*DIRECTIONS*
Once the line with "let path = encoder_path(dir, encoder.column());" is found in the entries below, print it and each following line exactly, stopping after the line with "let path = encoder_path(dir, column);"; print nothing else.

*SOURCE DATA*

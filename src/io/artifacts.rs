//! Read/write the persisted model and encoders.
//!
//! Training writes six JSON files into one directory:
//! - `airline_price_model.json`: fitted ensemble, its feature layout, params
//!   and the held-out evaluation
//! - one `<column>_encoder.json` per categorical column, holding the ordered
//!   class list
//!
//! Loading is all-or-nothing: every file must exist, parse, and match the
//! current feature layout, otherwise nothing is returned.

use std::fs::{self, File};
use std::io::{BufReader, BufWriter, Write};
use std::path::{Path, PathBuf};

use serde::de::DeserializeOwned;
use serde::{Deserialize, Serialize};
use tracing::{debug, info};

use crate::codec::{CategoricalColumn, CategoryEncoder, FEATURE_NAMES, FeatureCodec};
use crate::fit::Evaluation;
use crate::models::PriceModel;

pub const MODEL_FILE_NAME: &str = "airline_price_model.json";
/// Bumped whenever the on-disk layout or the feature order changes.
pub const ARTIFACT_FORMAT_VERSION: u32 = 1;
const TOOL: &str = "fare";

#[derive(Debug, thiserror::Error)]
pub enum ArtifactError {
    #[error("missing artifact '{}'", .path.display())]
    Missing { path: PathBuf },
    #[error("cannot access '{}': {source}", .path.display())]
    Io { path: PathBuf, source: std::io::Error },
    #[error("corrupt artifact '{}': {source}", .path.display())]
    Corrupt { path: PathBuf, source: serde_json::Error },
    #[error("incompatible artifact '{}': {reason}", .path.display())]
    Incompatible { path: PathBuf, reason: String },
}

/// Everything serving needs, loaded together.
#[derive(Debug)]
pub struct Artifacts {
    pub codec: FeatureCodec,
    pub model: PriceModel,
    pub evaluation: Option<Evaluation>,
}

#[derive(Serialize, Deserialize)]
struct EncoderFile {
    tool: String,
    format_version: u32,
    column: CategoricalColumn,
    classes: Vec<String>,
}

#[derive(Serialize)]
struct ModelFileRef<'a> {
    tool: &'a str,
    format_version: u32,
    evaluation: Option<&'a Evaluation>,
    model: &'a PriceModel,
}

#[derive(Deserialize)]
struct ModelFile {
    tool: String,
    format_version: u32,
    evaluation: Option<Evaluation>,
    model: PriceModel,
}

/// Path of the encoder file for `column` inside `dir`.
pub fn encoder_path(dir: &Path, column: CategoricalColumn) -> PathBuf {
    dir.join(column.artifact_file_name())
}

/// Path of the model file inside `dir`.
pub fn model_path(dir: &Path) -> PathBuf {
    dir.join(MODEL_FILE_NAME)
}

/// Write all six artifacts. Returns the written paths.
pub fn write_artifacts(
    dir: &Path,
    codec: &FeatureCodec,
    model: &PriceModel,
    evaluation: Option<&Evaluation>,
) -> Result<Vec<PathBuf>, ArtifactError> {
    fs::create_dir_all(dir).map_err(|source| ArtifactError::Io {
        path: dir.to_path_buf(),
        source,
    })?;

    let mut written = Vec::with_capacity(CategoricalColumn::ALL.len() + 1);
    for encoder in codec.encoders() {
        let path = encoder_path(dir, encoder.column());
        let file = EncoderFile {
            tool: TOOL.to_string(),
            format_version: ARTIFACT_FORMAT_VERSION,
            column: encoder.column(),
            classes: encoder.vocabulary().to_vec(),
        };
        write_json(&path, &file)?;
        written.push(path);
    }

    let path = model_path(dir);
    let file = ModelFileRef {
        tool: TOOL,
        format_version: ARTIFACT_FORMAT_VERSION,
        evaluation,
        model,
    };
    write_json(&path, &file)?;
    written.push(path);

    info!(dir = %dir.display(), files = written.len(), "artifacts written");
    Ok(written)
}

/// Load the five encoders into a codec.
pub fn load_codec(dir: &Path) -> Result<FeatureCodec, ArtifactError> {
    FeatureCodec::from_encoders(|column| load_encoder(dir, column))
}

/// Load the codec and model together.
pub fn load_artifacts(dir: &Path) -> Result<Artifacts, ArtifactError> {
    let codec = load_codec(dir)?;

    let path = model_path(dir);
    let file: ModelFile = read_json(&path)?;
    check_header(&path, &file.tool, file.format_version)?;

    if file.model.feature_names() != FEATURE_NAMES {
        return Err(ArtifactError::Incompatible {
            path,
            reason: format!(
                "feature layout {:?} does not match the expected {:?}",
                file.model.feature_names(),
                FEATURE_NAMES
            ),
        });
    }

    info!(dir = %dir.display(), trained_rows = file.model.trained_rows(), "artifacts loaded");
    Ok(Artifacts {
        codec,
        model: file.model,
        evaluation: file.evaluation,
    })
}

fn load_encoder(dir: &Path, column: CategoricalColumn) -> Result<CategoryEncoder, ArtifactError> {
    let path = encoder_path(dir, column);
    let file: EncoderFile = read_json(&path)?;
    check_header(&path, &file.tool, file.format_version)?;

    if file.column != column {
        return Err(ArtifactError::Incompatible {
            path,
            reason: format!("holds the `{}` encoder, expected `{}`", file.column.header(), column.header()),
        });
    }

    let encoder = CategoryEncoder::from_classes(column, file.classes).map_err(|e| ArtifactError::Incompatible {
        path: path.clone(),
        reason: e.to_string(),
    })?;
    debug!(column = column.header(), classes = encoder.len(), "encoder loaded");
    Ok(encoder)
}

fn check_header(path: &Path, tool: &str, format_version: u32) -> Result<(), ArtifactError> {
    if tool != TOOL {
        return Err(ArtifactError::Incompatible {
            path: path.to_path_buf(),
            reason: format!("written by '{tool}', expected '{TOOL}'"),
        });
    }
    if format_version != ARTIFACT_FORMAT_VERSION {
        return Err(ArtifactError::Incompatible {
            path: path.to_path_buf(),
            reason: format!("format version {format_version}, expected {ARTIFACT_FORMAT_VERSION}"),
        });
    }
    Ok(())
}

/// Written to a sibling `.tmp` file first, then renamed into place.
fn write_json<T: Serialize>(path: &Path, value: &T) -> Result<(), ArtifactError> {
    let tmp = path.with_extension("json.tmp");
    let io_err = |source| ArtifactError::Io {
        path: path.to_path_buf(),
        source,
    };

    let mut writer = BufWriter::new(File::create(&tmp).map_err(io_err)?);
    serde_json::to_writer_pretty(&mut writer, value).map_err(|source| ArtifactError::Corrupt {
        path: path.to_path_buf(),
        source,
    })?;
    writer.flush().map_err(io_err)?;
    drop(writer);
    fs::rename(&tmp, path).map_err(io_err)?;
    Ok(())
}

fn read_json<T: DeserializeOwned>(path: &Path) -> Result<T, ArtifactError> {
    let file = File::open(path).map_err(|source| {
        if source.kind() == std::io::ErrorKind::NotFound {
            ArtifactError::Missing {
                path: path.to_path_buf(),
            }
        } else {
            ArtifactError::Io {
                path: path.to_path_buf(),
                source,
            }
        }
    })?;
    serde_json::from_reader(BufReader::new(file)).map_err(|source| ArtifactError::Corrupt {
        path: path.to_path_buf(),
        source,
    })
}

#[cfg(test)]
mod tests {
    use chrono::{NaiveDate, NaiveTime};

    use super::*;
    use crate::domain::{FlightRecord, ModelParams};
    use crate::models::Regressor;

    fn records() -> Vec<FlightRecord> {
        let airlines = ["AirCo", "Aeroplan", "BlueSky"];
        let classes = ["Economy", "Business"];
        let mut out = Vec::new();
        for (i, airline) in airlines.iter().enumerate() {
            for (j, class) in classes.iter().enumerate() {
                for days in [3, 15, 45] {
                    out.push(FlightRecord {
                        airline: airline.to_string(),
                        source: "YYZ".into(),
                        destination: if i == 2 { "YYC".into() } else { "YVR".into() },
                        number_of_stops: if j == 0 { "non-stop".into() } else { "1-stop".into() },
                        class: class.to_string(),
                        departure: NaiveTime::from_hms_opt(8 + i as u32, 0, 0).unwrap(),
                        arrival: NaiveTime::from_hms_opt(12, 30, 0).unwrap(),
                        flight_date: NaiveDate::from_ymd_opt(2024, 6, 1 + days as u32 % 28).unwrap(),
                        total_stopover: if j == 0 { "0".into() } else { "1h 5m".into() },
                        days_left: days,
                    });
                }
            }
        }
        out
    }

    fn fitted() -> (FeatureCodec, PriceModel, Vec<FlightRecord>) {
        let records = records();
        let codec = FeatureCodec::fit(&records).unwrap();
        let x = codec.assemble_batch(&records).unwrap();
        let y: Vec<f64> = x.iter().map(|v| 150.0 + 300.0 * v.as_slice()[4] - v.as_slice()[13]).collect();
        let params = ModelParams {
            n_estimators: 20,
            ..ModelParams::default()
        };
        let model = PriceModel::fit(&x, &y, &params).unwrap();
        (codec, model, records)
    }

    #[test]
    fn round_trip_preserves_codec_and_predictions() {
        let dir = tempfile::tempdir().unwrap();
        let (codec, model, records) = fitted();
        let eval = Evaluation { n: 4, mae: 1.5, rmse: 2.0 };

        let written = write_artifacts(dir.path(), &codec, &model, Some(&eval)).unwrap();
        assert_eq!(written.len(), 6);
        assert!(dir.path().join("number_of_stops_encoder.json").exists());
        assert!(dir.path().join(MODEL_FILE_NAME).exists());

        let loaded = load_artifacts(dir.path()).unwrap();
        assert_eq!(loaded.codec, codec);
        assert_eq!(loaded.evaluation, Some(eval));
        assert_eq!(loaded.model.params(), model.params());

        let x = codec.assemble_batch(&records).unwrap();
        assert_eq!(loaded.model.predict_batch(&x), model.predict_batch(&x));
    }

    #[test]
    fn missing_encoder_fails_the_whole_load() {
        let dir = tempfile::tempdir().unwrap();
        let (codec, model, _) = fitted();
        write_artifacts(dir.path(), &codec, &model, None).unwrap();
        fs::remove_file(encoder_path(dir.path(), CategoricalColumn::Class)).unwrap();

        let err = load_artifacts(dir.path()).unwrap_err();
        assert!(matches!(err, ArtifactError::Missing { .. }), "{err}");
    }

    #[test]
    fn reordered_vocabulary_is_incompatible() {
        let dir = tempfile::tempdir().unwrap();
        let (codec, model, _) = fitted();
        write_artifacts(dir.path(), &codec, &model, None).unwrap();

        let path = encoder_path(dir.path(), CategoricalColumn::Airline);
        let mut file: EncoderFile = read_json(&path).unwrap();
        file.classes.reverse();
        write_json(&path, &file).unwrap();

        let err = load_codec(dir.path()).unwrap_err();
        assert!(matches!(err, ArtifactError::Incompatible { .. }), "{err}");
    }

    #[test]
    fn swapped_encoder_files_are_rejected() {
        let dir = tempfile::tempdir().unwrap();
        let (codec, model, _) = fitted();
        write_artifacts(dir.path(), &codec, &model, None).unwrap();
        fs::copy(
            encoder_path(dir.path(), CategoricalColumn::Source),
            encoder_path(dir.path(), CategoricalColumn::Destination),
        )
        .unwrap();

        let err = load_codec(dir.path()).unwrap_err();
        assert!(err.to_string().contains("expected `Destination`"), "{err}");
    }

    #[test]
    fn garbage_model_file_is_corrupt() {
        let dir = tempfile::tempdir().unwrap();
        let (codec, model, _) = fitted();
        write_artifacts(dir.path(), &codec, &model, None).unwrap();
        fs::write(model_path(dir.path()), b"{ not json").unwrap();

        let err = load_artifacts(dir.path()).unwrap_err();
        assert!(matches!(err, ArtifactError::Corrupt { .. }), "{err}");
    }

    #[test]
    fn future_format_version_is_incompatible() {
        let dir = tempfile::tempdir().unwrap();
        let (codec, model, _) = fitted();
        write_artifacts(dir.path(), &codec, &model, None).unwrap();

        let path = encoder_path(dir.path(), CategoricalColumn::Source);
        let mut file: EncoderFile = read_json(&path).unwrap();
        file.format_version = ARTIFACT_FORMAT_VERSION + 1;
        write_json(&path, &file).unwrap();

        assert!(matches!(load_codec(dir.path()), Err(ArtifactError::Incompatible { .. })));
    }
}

*ANSWER TO THIS EXERCISE*
        let path = encoder_path(dir, encoder.column());
        let file = EncoderFile {
            tool: TOOL.to_string(),
            format_version: ARTIFACT_FORMAT_VERSION,
            column: encoder.column(),
            classes: encoder.vocabulary().to_vec(),
        };
        write_json(&path, &file)?;
        written.push(path);
    }

    let path = model_path(dir);
    let file = ModelFileRef {
        tool: TOOL,
        format_version: ARTIFACT_FORMAT_VERSION,
        evaluation,
        model,
    };
    write_json(&path, &file)?;
    written.push(path);

    info!(dir = %dir.display(), files = written.len(), "artifacts written");
    Ok(written)
}

/// Load the five encoders into a codec.
pub fn load_codec(dir: &Path) -> Result<FeatureCodec, ArtifactError> {
    FeatureCodec::from_encoders(|column| load_encoder(dir, column))
}

/// Load the codec and model together.
pub fn load_artifacts(dir: &Path) -> Result<Artifacts, ArtifactError> {
    let codec = load_codec(dir)?;

    let path = model_path(dir);
    let file: ModelFile = read_json(&path)?;
    check_header(&path, &file.tool, file.format_version)?;

    if file.model.feature_names() != FEATURE_NAMES {
        return Err(ArtifactError::Incompatible {
            path,
            reason: format!(
                "feature layout {:?} does not match the expected {:?}",
                file.model.feature_names(),
                FEATURE_NAMES
            ),
        });
    }

    info!(dir = %dir.display(), trained_rows = file.model.trained_rows(), "artifacts loaded");
    Ok(Artifacts {
        codec,
        model: file.model,
        evaluation: file.evaluation,
    })
}

fn load_encoder(dir: &Path, column: CategoricalColumn) -> Result<CategoryEncoder, ArtifactError> {
    let path = encoder_path(dir, column);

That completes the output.